Aujourd’hui, la ville vit un vrai décalage entre l’inflation du nombre de ses agents (17.000) et la médiocratie de leur productivité.
A ce problème de ressources humaines, il faut ajouter également celui des ressources financières. En fait, les recettes du Conseil de la ville ne sont pas à la hauteur des besoins de la métropole et dont le rythme de croissance est loin des attentes.
Face à cette situation, quel rôle peut jouer un élu ?
Il faut savoir aujourd’hui que la gestion de la ville de Casablanca est éparpillée entre un Conseil de la ville qui dispose de larges attributions, des communes aux prérogatives réduites et les services extérieurs des ministères. Et pour que la ville retrouve son élan, il faut qu’il y ait une gouvernance participative entre ces trois composantes de la ville qui ne doivent pas travailler isolément. Il faut une vision intégrée dans le cadre d’une gouvernance globale à même de fédérer l’ensemble des Casablancais autour du projet de développement de la métropole. Cette dernière souffre actuellement de la mauvaise gouvernance et des lenteurs dans la mise en œuvre des projets. Des handicaps qui coûtent en argent et en temps.
Pensez-vous que le chantier de la régionalisation insufflera un nouvel élan à la gestion de la ville ?
La réussite de ce chantier dépendra des résultats du scrutin du 4 septembre prochain. En d’autres termes, tout dépendra des élites qui seront issues des urnes. La région du Grand Casablanca a besoin d’une nouvelle élite, intégrée et compétente capable de diagnostiquer avec précision les maux de la région et ses besoins et apte à mettre en place un plan de développement conçu d’une manière scientifique et accompagné par des cadres compétents.
La régionalisation peut changer beaucoup de choses mais tout dépend du choix des citoyens casablancais et de la volonté de l’Etat. D’autant que les attributions propres à la région ne suffisent pas et que la réussite de ce chantier sera conditionnée par les attributions partagées avec les services ministériels. Cela exige évidemment une contractualisation et une gouvernance participative.
Mais peut-on parler de nouvelles élites intègres alors que l’utilisation de l’argent sale et la transhumance politique battent des records?
A vrai dire, ces deux phénomènes constituent une vraie menace non seulement pour le processus électoral mais aussi pour la démocratie et la stabilité du pays. L’utilisation de l’argent sale et la transhumance portent gravement atteinte à l’action politique et altèrent sa qualité. Aujourd’hui, on doit être vigilant et donc lutter contre ces risques. Mais, cette lutte demande l’implication de tous, en l’occurrence, les partis politiques, l’Etat, la société civile puisqu’il s’agit d’un combat ultime : soit on gagne l’enjeu démocratique soit on régresse!
Un mot sur votre candidature aux élections du 4 septembre prochain?
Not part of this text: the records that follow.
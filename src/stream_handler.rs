use std::sync::Arc;

use envoy_types::pb::envoy::service::ext_proc::v3::ProcessingRequest;
use futures_util::{Stream, StreamExt};
use tonic::Status;

use crate::error::{FilterError, Result};
use crate::event::ProcessingEvent;
use crate::phase::{Decision, StreamSession};
use crate::rewrite::BodyRewriter;
use crate::utils::{get_header, send_grpc_response, to_processing_response, ResponseSender};

/// Drives one ext_proc stream: receive, decide, send, one event at a time.
pub struct StreamHandler {
    session: StreamSession,
    tx: ResponseSender,
    handled: usize,
}

impl StreamHandler {
    pub fn new(rewriter: Arc<BodyRewriter>, tx: ResponseSender) -> Self {
        StreamHandler {
            session: StreamSession::new(rewriter),
            tx,
            handled: 0,
        }
    }

    /// Runs until the peer half-closes (`Ok`), the response side goes away
    /// (`Cancelled`), or a fatal error. Fatal errors are also sent to the
    /// peer as the final status of the stream.
    pub async fn run<S>(mut self, mut inbound: S) -> Result<()>
    where
        S: Stream<Item = std::result::Result<ProcessingRequest, Status>> + Unpin,
    {
        loop {
            if self.tx.is_closed() {
                log::info!("Stream cancelled after {} events", self.handled);
                return Err(FilterError::Cancelled);
            }

            let message = tokio::select! {
                biased;
                _ = self.tx.closed() => {
                    log::info!("Stream cancelled after {} events", self.handled);
                    return Err(FilterError::Cancelled);
                }
                message = inbound.next() => message,
            };

            let request = match message {
                None => {
                    log::info!("Stream processing complete after {} events.", self.handled);
                    return Ok(());
                }
                Some(Err(status)) => return self.fail(FilterError::Transport(status)).await,
                Some(Ok(request)) => request,
            };

            let decision = match self.decide(request) {
                Ok(decision) => decision,
                Err(err) => return self.fail(err).await,
            };

            if !send_grpc_response(&self.tx, to_processing_response(decision)).await {
                return Err(FilterError::Cancelled);
            }
            self.handled += 1;
        }
    }

    fn decide(&mut self, request: ProcessingRequest) -> Result<Decision> {
        let Some(event) = ProcessingEvent::from_request(request) else {
            log::warn!("Unknown request type, passing through");
            return Ok(Decision::empty());
        };

        if let ProcessingEvent::RequestHeaders { headers, .. } = &event {
            log::info!(
                "Request headers: {} {}",
                get_header(headers, ":method").unwrap_or("-"),
                get_header(headers, ":path").unwrap_or("-")
            );
        }
        self.session.advance(event)
    }

    async fn fail(&self, err: FilterError) -> Result<()> {
        log::error!("Terminating stream: {}", err);
        if self.tx.send(Err(Status::from(&err))).await.is_err() {
            log::error!("Peer is gone, could not deliver error status");
        }
        Err(err)
    }
}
En réalité, j’avais déjà décidé en 2003 d’interrompre ma carrière politique au niveau de l’action communale. En fait, celle-ci est un travail volontaire de tous les jours mais épuisant. Toutefois, suite aux nombreuses demandes de mes camarades du parti, je suis revenu sur ma décision. Il y a aussi le fait que l’ouverture du chantier de la régionalisation et l’intérêt accordé par l’Etat à la ville de Casablanca m’ont encouragé à reprendre l’action politique pour un dernier mandat.